__Records to use__.
====================

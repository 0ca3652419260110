//! CLI command definitions and handlers

use clap::{Parser, Subcommand};

pub mod admit;
pub mod args;
pub mod cache;
pub mod context;
pub mod local;
pub mod media;
pub mod refresh;
pub mod status;

pub use args::{CollectionArg, CrawlArgs, HashtagKind, ListingArgs, LocalQueryArgs, OutputFormat};
pub use context::CommandContext;

/// Gramgate - Instagram Graph API gateway with local snapshots
#[derive(Parser, Debug)]
#[command(name = "gramgate")]
#[command(version, about, long_about = None)]
pub struct Cli {
    /// Subcommand to execute
    #[command(subcommand)]
    pub command: Commands,

    /// Output format (json, table)
    #[arg(
        long,
        global = true,
        env = "GRAMGATE_FORMAT",
        default_value = "json",
        hide_env = true,
        hide_possible_values = true
    )]
    pub format: OutputFormat,

    /// Override config file location
    #[arg(long, global = true, env = "GRAMGATE_CONFIG", hide_env = true)]
    pub config: Option<String>,

    /// Enable debug logging
    #[arg(long, global = true, env = "GRAMGATE_DEBUG", hide_env = true)]
    pub debug: bool,

    /// Bypass the listing cache, fetch fresh data from the Graph API
    #[arg(long, global = true, env = "GRAMGATE_NO_CACHE", hide_env = true)]
    pub no_cache: bool,
}

/// Available CLI commands
#[derive(Subcommand, Debug)]
pub enum Commands {
    /// Show configuration, credential and snapshot status
    Status,

    /// Display version information
    Version,

    /// Recent or top media for a hashtag
    Hashtag {
        /// Hashtag, with or without the leading #
        tag: String,

        /// Which hashtag listing to read
        #[arg(long = "type", value_enum, default_value = "recent")]
        kind: HashtagKind,

        #[command(flatten)]
        listing: ListingArgs,
    },

    /// Media published by the configured account
    SelfMedia {
        #[command(flatten)]
        listing: ListingArgs,
    },

    /// Media the configured account is tagged in
    Tags {
        #[command(flatten)]
        listing: ListingArgs,
    },

    /// Own and tagged media merged newest-first
    Merged {
        #[command(flatten)]
        listing: ListingArgs,
    },

    /// Children of a carousel album
    Children {
        /// Carousel media ID
        media_id: String,

        /// Comma-separated Graph field selection
        #[arg(long)]
        fields: Option<String>,
    },

    /// Crawl a collection into its local snapshot
    Refresh {
        /// Collection to crawl
        #[arg(value_enum)]
        collection: CollectionArg,

        #[command(flatten)]
        crawl: CrawlArgs,

        /// Run at most once per this many seconds, skipping otherwise
        #[arg(long, value_name = "SECS")]
        every: Option<u64>,
    },

    /// Query a local snapshot
    Local {
        /// Collection to query
        #[arg(value_enum)]
        collection: CollectionArg,

        #[command(flatten)]
        query: LocalQueryArgs,
    },

    /// Count one request against the rate limiter (exit 2 when limited)
    Admit {
        /// Rate-limit group, e.g. the endpoint name
        group: String,

        /// Direct connection address of the caller
        #[arg(long, default_value = "127.0.0.1")]
        remote_addr: String,

        /// Raw X-Forwarded-For header
        #[arg(long)]
        forwarded_for: Option<String>,

        /// Admin token presented by the caller
        #[arg(long, env = "GRAMGATE_ADMIN_TOKEN", hide_env = true)]
        admin_token: Option<String>,
    },

    /// Manage the listing cache
    #[command(subcommand)]
    Cache(CacheCommands),
}

/// Cache subcommands
#[derive(Subcommand, Debug)]
pub enum CacheCommands {
    /// Show cache statistics
    Status,
    /// Remove all cached listings
    Clear,
    /// Print the cache directory
    Path,
}
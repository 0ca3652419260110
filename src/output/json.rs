//! JSON output formatting

use chrono::Utc;
use serde::Serialize;

/// Envelope for live listing output
#[derive(Debug, Serialize)]
pub struct JsonOutput<'a, T: Serialize> {
    /// The listed items
    pub data: &'a [T],

    /// Metadata about the response
    pub meta: Metadata,
}

/// Metadata included in JSON output
#[derive(Debug, Serialize)]
pub struct Metadata {
    /// Number of items in `data`
    pub count: usize,

    /// Timestamp of the response
    pub timestamp: String,

    /// CLI version
    pub version: String,
}

impl<'a, T: Serialize> JsonOutput<'a, T> {
    /// Wrap a listing with metadata
    pub fn new(data: &'a [T]) -> Self {
        Self {
            data,
            meta: Metadata {
                count: data.len(),
                timestamp: Utc::now().to_rfc3339(),
                version: env!("CARGO_PKG_VERSION").to_string(),
            },
        }
    }
}

/// Format a listing as pretty-printed JSON
pub fn format_listing<T: Serialize>(data: &[T]) -> Result<String, serde_json::Error> {
    serde_json::to_string_pretty(&JsonOutput::new(data))
}

#[cfg(test)]
mod tests {
    use super::*;

    #[derive(Debug, Serialize)]
    struct Row {
        id: String,
    }

    #[test]
    fn test_envelope_counts_items() {
        let rows = vec![Row { id: "1".to_string() }, Row { id: "2".to_string() }];
        let output = JsonOutput::new(&rows);

        assert_eq!(output.meta.count, 2);
        assert_eq!(output.meta.version, env!("CARGO_PKG_VERSION"));
        assert!(!output.meta.timestamp.is_empty());
    }

    #[test]
    fn test_format_listing_shape() {
        let rows = vec![Row { id: "17890".to_string() }];
        let value: serde_json::Value =
            serde_json::from_str(&format_listing(&rows).unwrap()).unwrap();

        assert_eq!(value["data"][0]["id"], "17890");
        assert_eq!(value["meta"]["count"], 1);
        assert!(value["meta"]["timestamp"].is_string());
    }

    #[test]
    fn test_format_listing_empty() {
        let rows: Vec<Row> = Vec::new();
        let result = format_listing(&rows).unwrap();
        assert!(result.contains("\"data\": []"));
        assert!(result.contains("\"count\": 0"));
    }
}
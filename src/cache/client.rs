//! Cached live listings over any `GraphApi`
//!
//! Each listing is a single Graph page stored in the TTL cache under a key
//! built from the listing scope and a digest of the requested fields.

use std::collections::HashSet;
use std::sync::Arc;
use std::time::Duration;

use crate::cache::key::{listing_key, sanitize_key};
use crate::cache::{CacheStorage, CacheTtl};
use crate::client::pagination::clamp_page_size;
use crate::client::{GraphApi, HashtagEdge, ListingParams, PageTarget};
use crate::error::{ApiError, Result};
use crate::snapshot::{NormalizedItem, sort_newest_first};

/// Cached wrapper for any `GraphApi` implementation.
///
/// Cache can be disabled by passing `None` (for `--no-cache`).
pub struct CachedGraphClient<C: GraphApi> {
    inner: Arc<C>,
    cache: Option<CacheStorage>,
    ttl: Duration,
}

impl<C: GraphApi> CachedGraphClient<C> {
    /// Create a new cached client wrapper.
    ///
    /// # Arguments
    /// * `inner` - The underlying API client to wrap
    /// * `cache` - Cache storage, or `None` to always hit the network
    pub fn new(inner: C, cache: Option<CacheStorage>) -> Self {
        Self {
            inner: Arc::new(inner),
            cache,
            ttl: CacheTtl::LISTINGS,
        }
    }

    /// Override the listing TTL
    pub fn with_ttl(mut self, ttl: Duration) -> Self {
        self.ttl = ttl;
        self
    }

    /// Shared handle to the wrapped client, for uncached paths like crawls
    pub fn inner(&self) -> &Arc<C> {
        &self.inner
    }

    fn get_cached(&self, key: &str) -> Option<Vec<NormalizedItem>> {
        let hit = self.cache.as_ref()?.get(key);
        if hit.is_some() {
            log::debug!("Cache hit: {}", key);
        }
        hit
    }

    fn set_cached(&self, key: &str, items: &[NormalizedItem]) {
        if let Some(ref cache) = self.cache
            && let Err(e) = cache.put(key, &items, self.ttl)
        {
            log::warn!("Failed to cache '{}': {}", key, e);
        }
    }

    /// Fetch one page of an edge and normalize it
    async fn fetch_items(
        &self,
        path: String,
        limit: usize,
        fields: Option<&str>,
    ) -> Result<Vec<NormalizedItem>> {
        let params = ListingParams::new().limit(limit).fields(fields);
        let page = self
            .inner
            .fetch_page(&PageTarget::endpoint(path, params))
            .await?;
        Ok(page.data.into_iter().map(NormalizedItem::from_raw).collect())
    }

    /// Recent or top media for a hashtag.
    ///
    /// The tag is lower-cased with leading `#` and surrounding spaces removed.
    pub async fn hashtag_media(
        &self,
        tag: &str,
        edge: HashtagEdge,
        limit: usize,
        fields: Option<&str>,
    ) -> Result<Vec<NormalizedItem>> {
        let tag = normalize_tag(tag);
        if tag.is_empty() {
            return Err(ApiError::BadRequest("hashtag is empty".to_string()).into());
        }
        let limit = clamp_page_size(limit);
        let fields_sel = ListingParams::new().fields(fields);
        let key = listing_key(
            &["tag", &sanitize_key(&tag), edge.as_str(), &limit.to_string()],
            &format!("{}|{}", tag, fields_sel.fields_or_default()),
        );

        if let Some(items) = self.get_cached(&key) {
            return Ok(items);
        }

        let hashtag_id = self.inner.resolve_hashtag_id(&tag).await?;
        let params = fields_sel
            .limit(limit)
            .param("user_id", self.inner.account_id());
        let page = self
            .inner
            .fetch_page(&PageTarget::endpoint(
                format!("{}/{}", hashtag_id, edge.as_str()),
                params,
            ))
            .await?;
        let items: Vec<_> = page.data.into_iter().map(NormalizedItem::from_raw).collect();

        self.set_cached(&key, &items);
        Ok(items)
    }

    /// Media published by the account
    pub async fn user_media(
        &self,
        limit: usize,
        fields: Option<&str>,
    ) -> Result<Vec<NormalizedItem>> {
        self.account_listing("user_media", "media", limit, fields).await
    }

    /// Media the account is tagged in
    pub async fn tagged_media(
        &self,
        limit: usize,
        fields: Option<&str>,
    ) -> Result<Vec<NormalizedItem>> {
        self.account_listing("user_tags", "tags", limit, fields).await
    }

    async fn account_listing(
        &self,
        scope: &str,
        edge: &str,
        limit: usize,
        fields: Option<&str>,
    ) -> Result<Vec<NormalizedItem>> {
        let account = self.inner.account_id().to_string();
        let limit = clamp_page_size(limit);
        let key = listing_key(
            &[scope, &sanitize_key(&account), &limit.to_string()],
            ListingParams::new().fields(fields).fields_or_default(),
        );

        if let Some(items) = self.get_cached(&key) {
            return Ok(items);
        }

        let items = self
            .fetch_items(format!("{}/{}", account, edge), limit, fields)
            .await?;
        self.set_cached(&key, &items);
        Ok(items)
    }

    /// Own and tagged media merged newest-first, one entry per id.
    pub async fn merged_media(
        &self,
        limit: usize,
        fields: Option<&str>,
    ) -> Result<Vec<NormalizedItem>> {
        let account = self.inner.account_id().to_string();
        let limit = clamp_page_size(limit);
        let key = listing_key(
            &["user_merged", &sanitize_key(&account), &limit.to_string()],
            ListingParams::new().fields(fields).fields_or_default(),
        );

        if let Some(items) = self.get_cached(&key) {
            return Ok(items);
        }

        let (own, tagged) = futures::try_join!(
            self.fetch_items(format!("{}/media", account), limit, fields),
            self.fetch_items(format!("{}/tags", account), limit, fields),
        )?;

        let items = merge_listings(own, tagged, limit);
        self.set_cached(&key, &items);
        Ok(items)
    }

    /// Children of a carousel album. Never cached.
    pub async fn children(
        &self,
        media_id: &str,
        fields: Option<&str>,
    ) -> Result<Vec<NormalizedItem>> {
        let fields = fields
            .map(str::trim)
            .filter(|f| !f.is_empty())
            .unwrap_or(CHILD_FIELDS);
        let params = ListingParams::new().fields(Some(fields));
        let page = self
            .inner
            .fetch_page(&PageTarget::endpoint(format!("{}/children", media_id), params))
            .await?;
        Ok(page.data.into_iter().map(NormalizedItem::from_raw).collect())
    }
}

/// Default field selection for carousel children
const CHILD_FIELDS: &str = "id,media_type,media_url,thumbnail_url,permalink,timestamp";

/// Strip `#` and spaces, lower-case
pub fn normalize_tag(tag: &str) -> String {
    tag.trim_matches(|c: char| c == '#' || c.is_whitespace())
        .to_lowercase()
}

/// Sort newest-first, keep the first occurrence of each id, truncate.
///
/// Items without an id are dropped.
fn merge_listings(
    own: Vec<NormalizedItem>,
    tagged: Vec<NormalizedItem>,
    limit: usize,
) -> Vec<NormalizedItem> {
    let mut all: Vec<_> = own.into_iter().chain(tagged).collect();
    sort_newest_first(&mut all);

    let mut seen = HashSet::new();
    all.into_iter()
        .filter(|item| match item.id.as_deref() {
            Some(id) if !id.is_empty() => seen.insert(id.to_string()),
            _ => false,
        })
        .take(limit)
        .collect()
}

====================

__Directions for this task__. Everything starting at the line containing "serde_json::from_str(&format_listing(&rows).unwrap()).unwrap();" and ending at the line containing "the listing TTL" in the records above should be repeated exactly, and only that.

__Answer for the task__.
            serde_json::from_str(&format_listing(&rows).unwrap()).unwrap();

        assert_eq!(value["data"][0]["id"], "17890");
        assert_eq!(value["meta"]["count"], 1);
        assert!(value["meta"]["timestamp"].is_string());
    }

    #[test]
    fn test_format_listing_empty() {
        let rows: Vec<Row> = Vec::new();
        let result = format_listing(&rows).unwrap();
        assert!(result.contains("\"data\": []"));
        assert!(result.contains("\"count\": 0"));
    }
}
filename src/cache/client.rs
//! Cached live listings over any `GraphApi`
//!
//! Each listing is a single Graph page stored in the TTL cache under a key
//! built from the listing scope and a digest of the requested fields.

use std::collections::HashSet;
use std::sync::Arc;
use std::time::Duration;

use crate::cache::key::{listing_key, sanitize_key};
use crate::cache::{CacheStorage, CacheTtl};
use crate::client::pagination::clamp_page_size;
use crate::client::{GraphApi, HashtagEdge, ListingParams, PageTarget};
use crate::error::{ApiError, Result};
use crate::snapshot::{NormalizedItem, sort_newest_first};

/// Cached wrapper for any `GraphApi` implementation.
///
/// Cache can be disabled by passing `None` (for `--no-cache`).
pub struct CachedGraphClient<C: GraphApi> {
    inner: Arc<C>,
    cache: Option<CacheStorage>,
    ttl: Duration,
}

impl<C: GraphApi> CachedGraphClient<C> {
    /// Create a new cached client wrapper.
    ///
    /// # Arguments
    /// * `inner` - The underlying API client to wrap
    /// * `cache` - Cache storage, or `None` to always hit the network
    pub fn new(inner: C, cache: Option<CacheStorage>) -> Self {
        Self {
            inner: Arc::new(inner),
            cache,
            ttl: CacheTtl::LISTINGS,
        }
    }

    /// Override the listing TTL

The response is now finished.